The organization officially finalized RCS Universal Profile 4.0 today, marking the most significant upgrade to the standard since the push for encryption began.
Native Video Calls (MIVC)
The headline feature of version 4.0 is Messaging-Initiated Video Calls (MIVC). Currently, if you want to jump from a text thread to a video call, you usually have to launch a third-party app like Google Meet, FaceTime, or WhatsApp.
With MIVC, video calling becomes a native part of the RCS stack. You’ll be able to escalate a 1-to-1 or group chat into a video call directly within the messaging app. Crucially, the GSMA notes that this will support “late joining,” meaning group members can hop into an ongoing call even if they missed the initial notification. The call logs will also sync directly into your chat timeline, keeping the entire conversation history in one place.
Finally, Text Formatting
It’s 2026, and we are finally getting native support for Rich Text. Universal Profile 4.0 adds the ability to use Bold, Italics and Strikethrough.
The standard also includes smart fallbacks to ensure that if you send a formatted message to someone on an older version of RCS (or SMS), they will be prompted to view a plain-text version so the formatting codes don’t clutter the message.
Better Media and Business Tools
The update also improves how devices handshake with one another. Phones will now be able to identify the specific media formats supported by the person on the other end, allowing for the highest quality audio and video encoding possible.
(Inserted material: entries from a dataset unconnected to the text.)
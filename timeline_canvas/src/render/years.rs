// Copyright 2025 the Timeline Canvas Authors
// SPDX-License-Identifier: Apache-2.0 OR MIT

use timeline_imaging::{Surface, TextStyle};

use super::Painter;

pub(super) fn paint<S: Surface + ?Sized>(p: &mut Painter<'_, S>) {
    let config = p.config;
    let colors = &config.colors;
    for year in p.years() {
        let Some(x) = p.x_at(year, 1, 1, 0) else {
            continue;
        };
        p.tick(x, 15.0, 1.0, colors.year_line.0);
        p.centered_text(&year.to_string(), x, 35.0, TextStyle::regular(13.0), colors.text.0);
    }
}
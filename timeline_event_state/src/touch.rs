// Copyright 2025 the Timeline Canvas Authors
// SPDX-License-Identifier: Apache-2.0 OR MIT

//! Touch gesture classification.
//!
//! A single finger behaves exactly like a mouse drag. Two fingers are
//! recognized as a pinch so that callers can tell them apart from a pan, but
//! the timeline does not act on pinches yet.

use kurbo::Point;

/// What a set of simultaneous touch points amounts to.
#[derive(Debug, Clone, Copy, PartialEq)]
pub enum TouchGesture {
    /// No fingers down.
    None,
    /// One finger: a horizontal pan at the given position.
    Pan(Point),
    /// Two fingers.
    Pinch(Point, Point),
    /// Three or more fingers.
    Other(usize),
}

impl TouchGesture {
    /// Classifies the touch points currently on the surface.
    #[must_use]
    pub fn classify(touches: &[Point]) -> Self {
        match touches {
            [] => Self::None,
            [p] => Self::Pan(*p),
            [a, b] => Self::Pinch(*a, *b),
            more => Self::Other(more.len()),
        }
    }

    /// Distance between the two fingers of a pinch.
    #[must_use]
    pub fn pinch_span(&self) -> Option<f64> {
        match self {
            Self::Pinch(a, b) => Some(a.distance(*b)),
            _ => None,
        }
    }
}
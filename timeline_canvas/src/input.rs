// Copyright 2025 the Timeline Canvas Authors
// SPDX-License-Identifier: Apache-2.0 OR MIT

//! Pointer, wheel, and touch handling.
//!
//! Hosts translate their native events into these calls with positions in
//! surface-local logical pixels:
//!
//! - Dragging pans one-to-one. Pressing stops any glide in progress so the
//!   view tracks the pointer exactly.
//! - Plain wheel ticks are debounced into discrete zoom steps; with shift
//!   held the wheel pans instead.
//! - A click only selects an event once the pan has settled, so releasing a
//!   drag over an event bar does not count as clicking it.
//! - One finger drags like a mouse. Two-finger gestures are recognized and
//!   ignored.

use kurbo::Point;
use timeline_event_state::drag::DragState;
use timeline_event_state::hover::HoverState;
use timeline_event_state::touch::TouchGesture;
use timeline_event_state::wheel::WheelZoom;
use timeline_imaging::Surface;
use timeline_view::ZoomDirection;

use crate::emitter::{ClickedEvent, EventClick};
use crate::event::EventId;
use crate::timeline::Timeline;

/// One wheel event.
#[derive(Clone, Copy, Debug, Default, PartialEq)]
pub struct WheelInput {
    /// Vertical scroll delta; negative scrolls up.
    pub delta_y: f64,
    /// Whether shift was held, which turns the wheel into a horizontal pan.
    pub shift: bool,
    /// Pointer position, used as the zoom focal point.
    pub position: Option<Point>,
}

impl WheelInput {
    /// A plain wheel tick at `position`.
    #[must_use]
    pub fn new(delta_y: f64, position: Point) -> Self {
        Self {
            delta_y,
            shift: false,
            position: Some(position),
        }
    }

    /// The same tick with shift held.
    #[must_use]
    pub fn with_shift(mut self) -> Self {
        self.shift = true;
        self
    }
}

/// Interaction state owned by a timeline.
#[derive(Clone, Debug)]
pub(crate) struct InputState {
    pub(crate) drag: DragState,
    pub(crate) hover: HoverState<EventId>,
    pub(crate) wheel: WheelZoom,
}

impl InputState {
    pub(crate) fn new(wheel_ticks: u32) -> Self {
        Self {
            drag: DragState::default(),
            hover: HoverState::new(),
            wheel: WheelZoom::new(wheel_ticks),
        }
    }
}

impl<S: Surface> Timeline<S> {
    /// Button pressed: starts a drag.
    pub fn pointer_down(&mut self, pos: Point) {
        self.input.drag.start(pos.x);
        self.pan.hold();
    }

    /// Pointer moved: pans while dragging, otherwise re-evaluates hover.
    pub fn pointer_move(&mut self, pos: Point) {
        if let Some(dx) = self.input.drag.update(pos.x) {
            self.input.hover.set_x(pos.x);
            self.pan.pan_by(dx);
            return;
        }
        let target = self.event_at(pos);
        if self.input.hover.update(pos.x, target) {
            tracing::trace!(hovered = ?target, "hover target changed");
        }
    }

    /// Button released.
    pub fn pointer_up(&mut self) {
        self.input.drag.end();
    }

    /// Pointer left the surface: ends any drag and clears hover.
    pub fn pointer_leave(&mut self) {
        self.input.drag.end();
        self.input.hover.clear();
    }

    /// Wheel tick. Returns the zoom step taken, if any.
    pub fn wheel(&mut self, input: WheelInput) -> Option<ZoomDirection> {
        if input.shift {
            self.pan.pan_by(-input.delta_y);
            return None;
        }
        let direction = self.input.wheel.tick(input.delta_y)?;
        self.zoom(direction, input.position.map(|p| p.x))
            .then_some(direction)
    }

    /// Click at `pos`. Emits [`EventClick`] and returns the event hit, if any.
    ///
    /// Ignored while the pan is more than the configured settle threshold
    /// away from its target.
    pub fn click(&mut self, pos: Point) -> Option<EventId> {
        if !self
            .pan
            .is_settled_within(self.config.click_settle_threshold)
        {
            tracing::trace!("click ignored while panning");
            return None;
        }
        let id = self.event_at(pos)?;
        let event = self.store.get(id)?.clone();
        let rect = self.cache.get(id)?;
        self.emitter.emit::<EventClick>(&ClickedEvent { event, rect });
        Some(id)
    }

    /// Touches began; `touches` are all points currently down.
    pub fn touch_start(&mut self, touches: &[Point]) {
        match TouchGesture::classify(touches) {
            TouchGesture::Pan(p) => self.pointer_down(p),
            gesture @ TouchGesture::Pinch(..) => {
                tracing::trace!(span = ?gesture.pinch_span(), "pinch gestures are not handled");
            }
            TouchGesture::None | TouchGesture::Other(_) => {}
        }
    }

    /// Touches moved.
    pub fn touch_move(&mut self, touches: &[Point]) {
        match TouchGesture::classify(touches) {
            TouchGesture::Pan(p) => {
                if let Some(dx) = self.input.drag.update(p.x) {
                    self.pan.pan_by(dx);
                }
            }
            gesture @ TouchGesture::Pinch(..) => {
                tracing::trace!(span = ?gesture.pinch_span(), "pinch gestures are not handled");
            }
            TouchGesture::None | TouchGesture::Other(_) => {}
        }
    }

    /// All touches lifted.
    pub fn touch_end(&mut self) {
        self.input.drag.end();
    }
}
For Business Messaging, the experience is getting a web-like upgrade. Rich Cards will now support embedded streaming video (no more waiting for a file to download), and businesses will have more control over whether links open within the messaging app for quick tasks or deep-link into a dedicated app for things like secure payments.
When will we see it?
As 9to5Google points out, the finalization of a Universal Profile is just the first step. For context, Universal Profile 3.0 was announced a year ago, and we are only just now seeing the fruit of that labor with cross-platform encryption tests.
Expect a similar lead time here. Google and Apple will need to implement these version 4.0 hooks into Google Messages and iOS before we can start bolding our texts or launching native video calls. But the roadmap is now officially set, and the “green bubble vs. blue bubble” gap is shrinking even further.